Extracted records
-- Opening Marker --
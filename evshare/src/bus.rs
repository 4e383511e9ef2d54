//! In-process publish/subscribe. Every observer gets its own unbounded queue
//! and its own thread, so publishing never blocks and a slow observer only
//! delays itself.

use crate::focus::{Focus, Transport};
use crate::shortcut::Action;
use input::{DeviceDescriptor, InputEvent};
use std::io;
use std::sync::atomic::{AtomicUsize, Ordering};
use std::sync::{Arc, Mutex, PoisonError};
use std::thread::{self, JoinHandle};
use tokio::sync::mpsc::{self, UnboundedSender};

/// One batch read from a local physical device.
#[derive(Clone, Debug)]
pub struct DeviceBatch {
    pub device: String,
    pub events: Vec<InputEvent>,
}

#[derive(Clone, Debug)]
pub enum Connection {
    Made {
        identification: String,
        transport: Transport,
    },
    Lost {
        identification: String,
        transport: Transport,
    },
}

/// What the server told a client.
#[derive(Clone, Debug)]
pub enum Remote {
    CreateDevices(Vec<DeviceDescriptor>),
    Events {
        device: String,
        events: Vec<InputEvent>,
    },
    Closed,
}

#[derive(Clone, Debug)]
pub enum Notification {
    Device(DeviceBatch),
    Shortcut(Action),
    Focus(Focus),
    Connection(Connection),
    Remote(Remote),
}

pub trait Observer: Send + 'static {
    fn on_notification(&mut self, notification: Notification);
}

static NEXT_SUBSCRIPTION: AtomicUsize = AtomicUsize::new(0);

/// A running observer.
pub struct Subscription {
    id: usize,
    name: String,
    queue: UnboundedSender<Notification>,
    worker: JoinHandle<()>,
}

impl Subscription {
    #[cfg(test)]
    pub fn id(&self) -> usize {
        self.id
    }

    /// Detaches the observer, lets it drain what is already queued and
    /// waits for it to finish. The observer is dropped on its own thread.
    pub fn stop(self, subject: &Subject) {
        subject.detach(self.id);
        drop(self.queue);

        if self.worker.join().is_err() {
            log::error!("Observer {} panicked", self.name);
        }
    }
}

/// Starts `observer` on a thread of its own.
pub fn spawn<O: Observer>(name: &str, mut observer: O) -> io::Result<Subscription> {
    let (queue, mut receiver) = mpsc::unbounded_channel();
    let worker = thread::Builder::new()
        .name(name.to_owned())
        .spawn(move || {
            while let Some(notification) = receiver.blocking_recv() {
                observer.on_notification(notification);
            }
        })?;

    Ok(Subscription {
        id: NEXT_SUBSCRIPTION.fetch_add(1, Ordering::Relaxed),
        name: name.to_owned(),
        queue,
        worker,
    })
}

/// The publishing side. Clones share one list of observers.
#[derive(Clone, Default)]
pub struct Subject {
    observers: Arc<Mutex<Vec<(usize, UnboundedSender<Notification>)>>>,
}

impl Subject {
    pub fn new() -> Self {
        Self::default()
    }

    pub fn attach(&self, subscription: &Subscription) {
        let mut observers = self.lock();
        if observers.iter().any(|(id, _)| *id == subscription.id) {
            return;
        }

        observers.push((subscription.id, subscription.queue.clone()));
    }

    pub fn detach(&self, id: usize) {
        self.lock().retain(|(attached, _)| *attached != id);
    }

    /// Queues the notification for every attached observer, in attach order.
    /// Observers whose thread is gone are dropped from the list.
    pub fn notify(&self, notification: Notification) {
        self.lock()
            .retain(|(_, queue)| queue.send(notification.clone()).is_ok());
    }

    #[cfg(test)]
    pub fn len(&self) -> usize {
        self.lock().len()
    }

    fn lock(&self) -> std::sync::MutexGuard<'_, Vec<(usize, UnboundedSender<Notification>)>> {
        self.observers.lock().unwrap_or_else(PoisonError::into_inner)
    }
}
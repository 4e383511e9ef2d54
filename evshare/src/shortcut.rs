use crate::bus::{Notification, Observer, Subject};
use input::{Direction, InputEvent};
use serde::{Deserialize, Serialize};
use std::collections::HashMap;

#[derive(Clone, Copy, Debug, PartialEq, Eq, Hash, Serialize, Deserialize)]
#[serde(rename_all = "SCREAMING_SNAKE_CASE")]
pub enum Action {
    FocusSwitchLeft,
    FocusSwitchRight,
}

/// A modifier+key chord bound to an action.
#[derive(Clone, Debug, PartialEq, Eq, Serialize, Deserialize)]
pub struct Shortcut {
    pub name: Action,
    pub modifier: u16,
    pub key: u16,
}

impl Shortcut {
    /// Left Ctrl with the left and right arrows.
    pub fn defaults() -> Vec<Shortcut> {
        vec![
            Shortcut {
                name: Action::FocusSwitchLeft,
                modifier: 29,
                key: 105,
            },
            Shortcut {
                name: Action::FocusSwitchRight,
                modifier: 29,
                key: 106,
            },
        ]
    }
}

#[derive(Clone, Copy, Debug, PartialEq, Eq)]
enum State {
    Idle,
    ModifierHeld(u16),
}

/// Recognizes chords in the key stream. The action fires when the modifier is
/// let go, so the remote end still sees a complete press and release.
pub struct ShortcutDetector {
    bindings: HashMap<(u16, u16), Action>,
    state: State,
    staged: Option<Action>,
    subject: Subject,
}

impl ShortcutDetector {
    pub fn new(shortcuts: &[Shortcut], subject: Subject) -> Self {
        let bindings = shortcuts
            .iter()
            .map(|shortcut| ((shortcut.modifier, shortcut.key), shortcut.name))
            .collect();

        Self {
            bindings,
            state: State::Idle,
            staged: None,
            subject,
        }
    }

    fn is_modifier(&self, code: u16) -> bool {
        self.bindings.keys().any(|(modifier, _)| *modifier == code)
    }

    pub fn feed(&mut self, event: &InputEvent) -> Option<Action> {
        let (code, direction) = event.key()?;

        match self.state {
            State::Idle => {
                if direction == Direction::Down && self.is_modifier(code) {
                    self.state = State::ModifierHeld(code);
                    self.staged = None;
                }

                None
            }
            State::ModifierHeld(modifier) if code == modifier => {
                if direction == Direction::Up {
                    self.state = State::Idle;
                    return self.staged.take();
                }

                None
            }
            State::ModifierHeld(modifier) => {
                if let Some(action) = self.bindings.get(&(modifier, code)) {
                    self.staged = Some(*action);
                }

                None
            }
        }
    }
}

impl Observer for ShortcutDetector {
    fn on_notification(&mut self, notification: Notification) {
        let batch = match notification {
            Notification::Device(batch) => batch,
            _ => return,
        };

        for event in &batch.events {
            if let Some(action) = self.feed(event) {
                log::debug!("Shortcut {:?} on {:?}", action, batch.device);
                self.subject.notify(Notification::Shortcut(action));
            }
        }
    }
}

#[cfg(test)]
mod tests {
    use super::*;
    use input::{EV_KEY, EV_REL};

    const CTRL: u16 = 29;
    const LEFT: u16 = 105;
    const RIGHT: u16 = 106;

    fn key(code: u16, value: i32) -> InputEvent {
        InputEvent::new(EV_KEY, code, value)
    }

    fn run(events: &[InputEvent]) -> Vec<Action> {
        let mut detector = ShortcutDetector::new(&Shortcut::defaults(), Subject::new());
        events.iter().filter_map(|event| detector.feed(event)).collect()
    }

    #[test]
    fn chord_fires_once_on_modifier_release() {
        let actions = run(&[key(CTRL, 1), key(RIGHT, 1), key(RIGHT, 0), key(CTRL, 0)]);
        assert_eq!(actions, vec![Action::FocusSwitchRight]);
    }

    #[test]
    fn lone_modifier_fires_nothing() {
        assert!(run(&[key(CTRL, 1), key(CTRL, 0)]).is_empty());
    }

    #[test]
    fn key_without_modifier_fires_nothing() {
        assert!(run(&[key(LEFT, 1), key(LEFT, 0), key(CTRL, 1), key(CTRL, 0)]).is_empty());
    }

    #[test]
    fn last_chord_key_wins() {
        let actions = run(&[key(CTRL, 1), key(RIGHT, 1), key(LEFT, 1), key(CTRL, 0)]);
        assert_eq!(actions, vec![Action::FocusSwitchLeft]);
    }

    #[test]
    fn autorepeat_and_other_events_are_ignored() {
        let actions = run(&[
            key(CTRL, 1),
            key(CTRL, 2),
            InputEvent::new(EV_REL, 0, 4),
            key(LEFT, 1),
            key(LEFT, 2),
            key(CTRL, 0),
        ]);
        assert_eq!(actions, vec![Action::FocusSwitchLeft]);
    }

    #[test]
    fn staged_action_does_not_leak_into_next_hold() {
        let actions = run(&[
            key(CTRL, 1),
            key(LEFT, 1),
            key(CTRL, 0),
            key(CTRL, 1),
            key(CTRL, 0),
        ]);
        assert_eq!(actions, vec![Action::FocusSwitchLeft]);
    }

    #[test]
    fn detector_publishes_on_the_bus() {
        use crate::bus::testing::{recorder, wait_for};
        use crate::bus::{self, DeviceBatch};

        let subject = Subject::new();
        let (recording, receiver) = recorder(&subject);
        let detector = bus::spawn(
            "shortcut",
            ShortcutDetector::new(&Shortcut::defaults(), subject.clone()),
        )
        .unwrap();
        subject.attach(&detector);

        subject.notify(Notification::Device(DeviceBatch {
            device: "keyboard".to_owned(),
            events: vec![key(CTRL, 1), key(LEFT, 1), key(LEFT, 0), key(CTRL, 0)],
        }));

        let action = wait_for(&receiver, |notification| match notification {
            Notification::Shortcut(action) => Some(action),
            _ => None,
        });
        assert_eq!(action, Action::FocusSwitchLeft);

        detector.stop(&subject);
        recording.stop(&subject);
    }
}
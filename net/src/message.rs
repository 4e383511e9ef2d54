use crate::error::Error;
use input::{DeviceDescriptor, InputEvent};
use serde::{Deserialize, Serialize};
use std::fmt::{self, Display, Formatter};
use std::str::FromStr;

/// First message of a client: who it is and which protocol it speaks.
#[derive(Clone, Debug, PartialEq, Eq, Serialize, Deserialize)]
pub struct Announcement {
    pub identification: String,
    pub version: u16,
}

/// The server's answer to an announcement. On rejection `devices` is empty.
#[derive(Clone, Debug, PartialEq, Eq, Serialize, Deserialize)]
pub struct AnnouncementResponse {
    pub status: bool,
    pub devices: Vec<DeviceDescriptor>,
}

#[derive(Clone, Debug, PartialEq, Eq, Serialize, Deserialize)]
pub struct CreateDevice {
    pub devices: Vec<DeviceDescriptor>,
}

/// One batch read from a device, without its closing report.
#[derive(Clone, Debug, PartialEq, Eq, Serialize, Deserialize)]
pub struct DeviceEvent {
    pub device: String,
    pub events: Vec<InputEvent>,
}

#[derive(Clone, Debug, PartialEq, Eq)]
pub enum Message {
    Announcement(Announcement),
    AnnouncementResponse(AnnouncementResponse),
    CreateDevice(CreateDevice),
    DeviceEvent(DeviceEvent),
}

impl Message {
    pub fn name(&self) -> EventName {
        match self {
            Message::Announcement(_) => EventName::Announcement,
            Message::AnnouncementResponse(_) => EventName::AnnouncementResponse,
            Message::CreateDevice(_) => EventName::CreateDevice,
            Message::DeviceEvent(_) => EventName::DeviceEvent,
        }
    }
}

/// Names carried in the envelope, as they appear on the wire.
#[derive(Clone, Copy, Debug, PartialEq, Eq, Hash)]
pub enum EventName {
    Announcement,
    AnnouncementResponse,
    CreateDevice,
    DeviceEvent,
}

impl EventName {
    pub const ALL: [EventName; 4] = [
        EventName::Announcement,
        EventName::AnnouncementResponse,
        EventName::CreateDevice,
        EventName::DeviceEvent,
    ];

    pub fn as_str(&self) -> &'static str {
        match self {
            EventName::Announcement => "ANNOUNCEMENT",
            EventName::AnnouncementResponse => "ANNOUNCEMENT_RESPONSE",
            EventName::CreateDevice => "CREATE_DEVICE",
            EventName::DeviceEvent => "DEVICE_EVENT",
        }
    }
}

impl Display for EventName {
    fn fmt(&self, f: &mut Formatter<'_>) -> fmt::Result {
        f.write_str(self.as_str())
    }
}

impl FromStr for EventName {
    type Err = Error;

    fn from_str(name: &str) -> Result<Self, Self::Err> {
        Self::ALL
            .iter()
            .copied()
            .find(|candidate| candidate.as_str() == name)
            .ok_or_else(|| Error::UnknownEvent(name.to_owned()))
    }
}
-- Closing Marker --
Task prompt
Which lines in the listing hold the word "sync"? Copy them out.

Written answer
use std::sync::atomic::{AtomicUsize, Ordering};
use std::sync::{Arc, Mutex, PoisonError};
use tokio::sync::mpsc::{self, UnboundedSender};
    fn lock(&self) -> std::sync::MutexGuard<'_, Vec<(usize, UnboundedSender<Notification>)>> {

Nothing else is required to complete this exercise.